Ryan Veterinary Hospital: Small Animal Medicine
Veterinary students can legally work at a practice while studying. Andria took advantage of the opportunity, gaining “real life” experience while attending class. It provided a slight advantage when she entered her three months at the small animal hospital.

However, as Ryan Veterinary Hospital offers treatments unique to the veterinary community, she continued to gain valuable experience. For instance, she spent a day working alongside their Chemo Team. The positivity of everyone she encountered – staff, clients, and patients alike – left a lasting impression.

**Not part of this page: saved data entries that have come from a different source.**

mod api;
pub mod models;
pub use api::{
    build_generate_body, error_message_from_body, response_to_text_data, send_generate_request,
};

use anyhow::Result;

use crate::types::{GenerateRequest, LLMClient};

/// Runs a single `generateContent` call and returns the text of the first
/// candidate. No retries.
pub async fn generate_text(client: &LLMClient, request: &GenerateRequest) -> Result<String> {
    let response = send_generate_request(client, request).await?;
    if let Some(usage) = &response.usage_metadata {
        tracing::debug!(
            prompt_tokens = usage.prompt_token_count,
            candidate_tokens = usage.candidates_token_count,
            total_tokens = usage.total_token_count,
            "token usage"
        );
    }
    response_to_text_data(&response)
}
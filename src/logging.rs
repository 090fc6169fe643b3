use tracing_subscriber::EnvFilter;

/// Installs the global fmt subscriber. Everything goes to stderr; stdout
/// carries only generated text. `RUST_LOG` wins over `verbose`.
pub fn init_tracing(verbose: bool) {
    let default_directives = if verbose {
        "promptc=debug,promptc_lib=debug,llmapi=debug"
    } else {
        "info"
    };
    let filter = EnvFilter::try_from_default_env()
        .unwrap_or_else(|_| EnvFilter::new(default_directives));

    if let Err(err) = tracing_subscriber::fmt()
        .with_env_filter(filter)
        .with_writer(std::io::stderr)
        .with_target(false)
        .try_init()
    {
        eprintln!("Failed to install log subscriber: {err}");
    }
}
pub fn normalize_model_id(model: &str) -> String {
    let trimmed = model.trim();
    trimmed
        .strip_prefix("models/")
        .unwrap_or(trimmed)
        .to_string()
}

pub fn generate_content_url(endpoint: &str, model: &str) -> String {
    format!("{}/{}:generateContent", endpoint.trim_end_matches('/'), model)
}
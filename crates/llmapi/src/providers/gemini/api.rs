use anyhow::{Context, Result, anyhow};
use reqwest::StatusCode;
use serde_json::{Value, json};
use tracing::debug;

use crate::types::{GenerateRequest, LLMClient};
use crate::utils::generate_content_url;

use super::models::{GeminiErrorResponse, GeminiResponse};

pub fn build_generate_body(request: &GenerateRequest) -> Value {
    let mut body = json!({
        "contents": [{
            "role": "user",
            "parts": [{ "text": request.prompt }]
        }]
    });

    if let Some(system) = request.system_instruction.as_deref() {
        body["systemInstruction"] = json!({
            "parts": [{ "text": system }]
        });
    }

    body
}

pub async fn send_generate_request(
    api_client: &LLMClient,
    request: &GenerateRequest,
) -> Result<GeminiResponse> {
    let url = generate_content_url(api_client.endpoint(), api_client.default_model());
    let body = build_generate_body(request);

    debug!(url = %url, model = api_client.default_model(), "sending generateContent request");

    let response = api_client
        .http
        .post(&url)
        .header("Content-Type", "application/json")
        .json(&body)
        .send()
        .await
        .context("HTTP request failed")?;

    let status = response.status();
    let response_text = response
        .text()
        .await
        .context("Reading response body failed")?;

    debug!(status = %status, bytes = response_text.len(), "received generateContent response");

    if !status.is_success() {
        return Err(anyhow!(
            "Gemini API error: {}",
            error_message_from_body(status, &response_text)
        ));
    }

    let response: GeminiResponse = serde_json::from_str(&response_text).with_context(|| {
        format!(
            "Failed to decode Gemini response JSON. Raw response: {}",
            response_text
        )
    })?;

    Ok(response)
}

pub fn error_message_from_body(status: StatusCode, body: &str) -> String {
    serde_json::from_str::<GeminiErrorResponse>(body)
        .ok()
        .and_then(|parsed| parsed.error.message)
        .map(|message| format!("{} ({})", message, status))
        .unwrap_or_else(|| format!("HTTP {}: {}", status, body))
}

pub fn response_to_text_data(response: &GeminiResponse) -> Result<String> {
    //get only 1 text response
    if let Some(candidate) = response.candidates.first() {
        let mut full_text = String::new();
        if let Some(content) = &candidate.content {
            for part in &content.parts {
                if part.thought.unwrap_or(false) {
                    continue;
                }
                if let Some(text) = &part.text {
                    full_text.push_str(text);
                }
            }
        }
        Ok(full_text)
    } else if let Some(reason) = response
        .prompt_feedback
        .as_ref()
        .and_then(|feedback| feedback.block_reason.as_deref())
    {
        Err(anyhow!("Prompt was blocked: {}", reason))
    } else {
        Err(anyhow!("No candidates found"))
    }
}
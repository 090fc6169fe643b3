use serde::{Deserialize, Serialize};

#[derive(Debug, Serialize, Deserialize)]
pub struct GeminiResponse {
    #[serde(default)]
    pub candidates: Vec<Candidate>,
    #[serde(rename = "usageMetadata")]
    pub usage_metadata: Option<UsageMetadata>,
    #[serde(rename = "modelVersion")]
    pub model_version: Option<String>,
    #[serde(rename = "responseId")]
    pub response_id: Option<String>,
    #[serde(rename = "promptFeedback")]
    pub prompt_feedback: Option<PromptFeedback>,
}

#[derive(Debug, Serialize, Deserialize)]
pub struct Candidate {
    pub content: Option<Content>,
    #[serde(rename = "finishReason")]
    pub finish_reason: Option<String>,
    pub index: Option<u32>,
}

#[derive(Debug, Serialize, Deserialize)]
pub struct Content {
    #[serde(default)]
    pub parts: Vec<Part>,
    pub role: Option<String>,
}

#[derive(Debug, Serialize, Deserialize)]
pub struct Part {
    pub text: Option<String>,
    // set on reasoning parts of thinking models
    pub thought: Option<bool>,
}

#[derive(Debug, Serialize, Deserialize)]
#[serde(rename_all = "camelCase")]
pub struct PromptFeedback {
    pub block_reason: Option<String>,
}

#[derive(Debug, Serialize, Deserialize)]
#[serde(rename_all = "camelCase")]
pub struct UsageMetadata {
    pub prompt_token_count: Option<u32>,
    pub candidates_token_count: Option<u32>,
    pub total_token_count: Option<u32>,
}

//-----Error Response Models-----

#[derive(Debug, Serialize, Deserialize)]
pub struct GeminiErrorResponse {
    pub error: GeminiErrorBody,
}

#[derive(Debug, Serialize, Deserialize)]
pub struct GeminiErrorBody {
    pub code: Option<u16>,
    pub message: Option<String>,
    pub status: Option<String>,
}
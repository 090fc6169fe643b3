pub const DEFAULT_MODEL: &str = "gemini-2.0-flash";
pub const DEFAULT_GEMINI_ENDPOINT: &str = "https://generativelanguage.googleapis.com/v1beta/models";
pub const DEFAULT_LANGUAGE_HINT: &str = "go";
pub const API_KEY_ENV: &str = "GENAI_API_KEY";
pub const MODEL_ENV: &str = "PROMPTC_MODEL";
pub const ENDPOINT_ENV: &str = "PROMPTC_ENDPOINT";
pub const SYSTEM_INSTRUCTION: &str = "You are a model for a 'compiler' of a language. Respond ONLY with plaintext code that corresponds to the prompt provided. Do NOT generate any markdown codeblocks (e.g., ```language\ncode\n```) or any additional comments. You will be given a language hint and a prompt. The language hint is a single word that indicates the language. The prompt is a description of the code to be generated.";
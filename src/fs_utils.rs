use std::path::{Path, PathBuf};

use tokio::fs;
use tokio::fs::try_exists;

use crate::error::RunError;

pub fn resolve_absolute(path: &Path) -> Result<PathBuf, RunError> {
    std::path::absolute(path).map_err(|err| RunError::io("Unable to resolve path", path, err))
}

/// Resolves `path`, checks it exists and reads it whole. Bytes that are not
/// valid UTF-8 become U+FFFD. Returns the absolute path alongside the contents.
pub async fn read_prompt_file(path: &Path) -> Result<(PathBuf, String), RunError> {
    let absolute = resolve_absolute(path)?;

    if !try_exists(&absolute)
        .await
        .map_err(|err| RunError::io("Failed to verify file existence", &absolute, err))?
    {
        return Err(RunError::FileNotFound(absolute));
    }

    let bytes = fs::read(&absolute)
        .await
        .map_err(|err| RunError::io("Error reading file", &absolute, err))?;

    Ok((absolute, String::from_utf8_lossy(&bytes).into_owned()))
}

/// Writes `text` to `path`, replacing whatever was there.
pub async fn write_output(path: &Path, text: &str) -> Result<PathBuf, RunError> {
    let absolute = resolve_absolute(path)?;

    fs::write(&absolute, text)
        .await
        .map_err(|err| RunError::io("Error writing to file", &absolute, err))?;

    Ok(absolute)
}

Additional standout moments included:

  • An afternoon spent with the head of the feline kidney transplant program
  • A day serving as the anesthesia technician in their new radiation unit
  • Recognizing a radiograph of a giant elephant shrew (applying her previous zoo knowledge)

Emergency/ICU Veterinary Technician
Accompanying her Associate of Science in Veterinary Technology, Andria received a passing score on the Veterinary Technician National Exam (VTNE). The two led to her certification/license as a veterinary technician – first in Pennsylvania (CVT) and later in Virginia (LVT).

Emergency medicine appealed to her from the beginning. The flux of ailments, injuries, and even species kept her mind sharp at all times. The knowledge required to handle cats, dogs, exotics, and even wildlife is highest in an ICU setting. When a vet tech never knows the patient’s stability coming back to the treatment area, skills and the ability to respond in an instant always stay in peak shape.

With treatments evolving at a constant basis, Andria sought out the best Continuing Education opportunities. She attended the International Veterinary Emergency and Critical Care Society (IVECCS) Conference whenever possible. This allowed her to discuss the latest wound treatments, medications, and advancements in diet formulations.

Cardiology Veterinary Technician
With the increased knowledge and experience, Andria noticed gaps in her abilities. Her grasp of cardiology remained at the basic level. She wanted to boost her skills and understanding as much as possible, improving her patient care. When an opportunity within the practice arose to move into the cardiology department, she accepted.

She sharpened her ability to read ECGs, recognizing arrhythmias of every type. Speaking with the cardiologist, she learned to read echocardiograms, picking out the most common disease processes. And, courtesy of her position in the department, she took in everything she could regarding the grain-free diet concern.

And throughout her ten-year career, she built her store of client interactions. She learned stories of heartbreak and hope. In the middle of the night, she shared touching and humorous conversations. Every moment taught her to engage with people. And the skill blended into her writing ability, capturing the interest of pet-lovers everywhere.